Our biggest consideration when decorating the bedroom was our bed, as a double bed takes up two-thirds of the room. Our old bed was a standard double bed, and although you can’t see from the before photo, we stored our clothes under it, in storage tubs. This meant, due to walls on either side of the bed, we could only utilise the bottom half of the bed. Losing all of this storage space meant we needed a separate set of drawers. The storage boxes also looked a bit messy.
So, with the works complete, we gave the old bed away on Gumtree to a lovely lady, and instead, we opted for a beautiful ottoman bed and fabric headboard, kindly gifted to us from Silentnight:
Our ottoman bed is the bee’s knees. We opted for a full ottoman, so this means we can utilise the whole of the underbed area for our clothes storage, which frees up the need for us to have a chest of drawers. The mattress flips up and underneath we both have separate storage areas for all of our clothes. As well as being incredibly practical for our small space, it’s a truly beautiful bed and headboard, both of which are handmade in the UK.

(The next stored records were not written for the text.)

use crate::families::OptionFamily;
use crate::model::{CuttingPartUsage, HardwareItemOption};
use chrono::{DateTime, Utc};
use serde::{Deserialize, Serialize};

#[derive(Debug, Clone, Copy, Default, PartialEq, Eq, Hash, Serialize, Deserialize)]
#[serde(rename_all = "SCREAMING_SNAKE_CASE")]
pub enum VariantStatus {
    #[default]
    Active,
    Inactive,
}

/// Per-variant selection of SUPER-BOM entries plus overrides.
///
/// Option ids are either local (`perf-0-x1`) or scoped to the owning model
/// (`<modelId>:perf-0-x1`).
#[derive(Debug, Clone, Default, PartialEq, Serialize, Deserialize)]
#[serde(rename_all = "camelCase")]
pub struct ModelVariantSpecification {
    #[serde(default, skip_serializing_if = "Option::is_none")]
    pub perforation_option_id: Option<String>,
    #[serde(default, skip_serializing_if = "Option::is_none")]
    pub insole_option_id: Option<String>,
    #[serde(default, skip_serializing_if = "Option::is_none")]
    pub hardware_set_id: Option<String>,
    #[serde(default, skip_serializing_if = "Option::is_none")]
    pub sole_option_id: Option<String>,
    #[serde(default, skip_serializing_if = "Vec::is_empty")]
    pub customized_cutting_parts: Vec<CuttingPartUsage>,
    #[serde(default, skip_serializing_if = "Vec::is_empty")]
    pub customized_hardware: Vec<HardwareItemOption>,
    #[serde(default, skip_serializing_if = "Option::is_none")]
    pub notes: Option<String>,
}

impl ModelVariantSpecification {
    /// Selected id for `family`; blank ids count as no selection.
    #[must_use]
    pub fn option_id(&self, family: OptionFamily) -> Option<&str> {
        let id = match family {
            OptionFamily::Perforation => &self.perforation_option_id,
            OptionFamily::Insole => &self.insole_option_id,
            OptionFamily::HardwareSet => &self.hardware_set_id,
            OptionFamily::Sole => &self.sole_option_id,
        };
        id.as_deref().map(str::trim).filter(|id| !id.is_empty())
    }

    pub fn set_option_id(&mut self, family: OptionFamily, id: Option<String>) {
        let slot = match family {
            OptionFamily::Perforation => &mut self.perforation_option_id,
            OptionFamily::Insole => &mut self.insole_option_id,
            OptionFamily::HardwareSet => &mut self.hardware_set_id,
            OptionFamily::Sole => &mut self.sole_option_id,
        };
        *slot = id;
    }
}

/// Editable variant payload; `id` is absent until the variant is first saved.
#[derive(Debug, Clone, Default, PartialEq, Serialize, Deserialize)]
#[serde(rename_all = "camelCase")]
pub struct ModelVariantDraft {
    #[serde(default, skip_serializing_if = "Option::is_none")]
    pub id: Option<String>,
    pub name: String,
    #[serde(default, skip_serializing_if = "Option::is_none")]
    pub code: Option<String>,
    #[serde(default)]
    pub is_default: bool,
    #[serde(default)]
    pub status: VariantStatus,
    #[serde(default)]
    pub specification: ModelVariantSpecification,
    #[serde(default, skip_serializing_if = "Option::is_none")]
    pub total_material_cost: Option<f64>,
}

/// A named, resolvable configuration of a model.
#[derive(Debug, Clone, PartialEq, Serialize, Deserialize)]
#[serde(rename_all = "camelCase")]
pub struct ModelVariant {
    pub id: String,
    pub model_id: String,
    pub name: String,
    #[serde(default, skip_serializing_if = "Option::is_none")]
    pub code: Option<String>,
    #[serde(default)]
    pub is_default: bool,
    pub status: VariantStatus,
    #[serde(default)]
    pub specification: ModelVariantSpecification,
    #[serde(default, skip_serializing_if = "Option::is_none")]
    pub total_material_cost: Option<f64>,
    pub created_at: DateTime<Utc>,
    pub updated_at: DateTime<Utc>,
}

impl ModelVariant {
    #[must_use]
    pub fn is_active(&self) -> bool {
        self.status == VariantStatus::Active
    }

    /// Editable projection of this variant.
    #[must_use]
    pub fn to_draft(&self) -> ModelVariantDraft {
        ModelVariantDraft {
            id: Some(self.id.clone()),
            name: self.name.clone(),
            code: self.code.clone(),
            is_default: self.is_default,
            status: self.status,
            specification: self.specification.clone(),
            total_material_cost: self.total_material_cost,
        }
    }
}

#[cfg(test)]
mod tests {
    use super::*;

    #[test]
    fn blank_option_ids_are_no_selection() {
        let spec = ModelVariantSpecification {
            insole_option_id: Some("  ".to_owned()),
            sole_option_id: Some("sole-0-a".to_owned()),
            ..Default::default()
        };
        assert_eq!(spec.option_id(OptionFamily::Insole), None);
        assert_eq!(spec.option_id(OptionFamily::Sole), Some("sole-0-a"));
    }

    #[test]
    fn status_uses_contract_names() {
        assert_eq!(serde_json::to_string(&VariantStatus::Inactive).unwrap(), "\"INACTIVE\"");
    }
}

As well as the made in the UK aspect of the bed, what also impressed me is that Silentnight holds a wide array of eco credentials. From receiving the Furniture Makers’ Company Sustainability Award for 2017; to being an independently certified carbon neutral organisation; to being the first bed company to be accredited under the Furniture Industry Sustainability Programme – which aims to improve the furniture industry’s sustainability credentials; to having been certified by the Forest Stewardship Council® (FSC®). There’s more right this way, but in short: It’s a lot. This is on top of the fact that Silentnight diverts 90% of their waste from landfill.
The mattress was also gifted to us from Silentnight. We opted for the Eco Comfort Breathe Pocket 2000 in softer from their newly launched Eco Comfort Breathe Range and gosh, it’s good. 150 recycled plastic bottles go into each mattress’s polyester filling, diverting these bottles from landfill or the oceans, which is pretty impressive.
Whilst sleeping on plastic doesn’t sound the most comfortable, I can assure you, we are getting some of the best night’s sleep ever around here. The Eco Comfort Breathe mattress is incredibly comfortable and supportive. Although we have the softer mattress it’s not too soft and not too hard – it just hits the perfect sweet spot. As a light sleeper, I used to get woken up when my partner moves because the mattress would move too. Now, the mattress doesn’t move when he moves and I don’t wake up.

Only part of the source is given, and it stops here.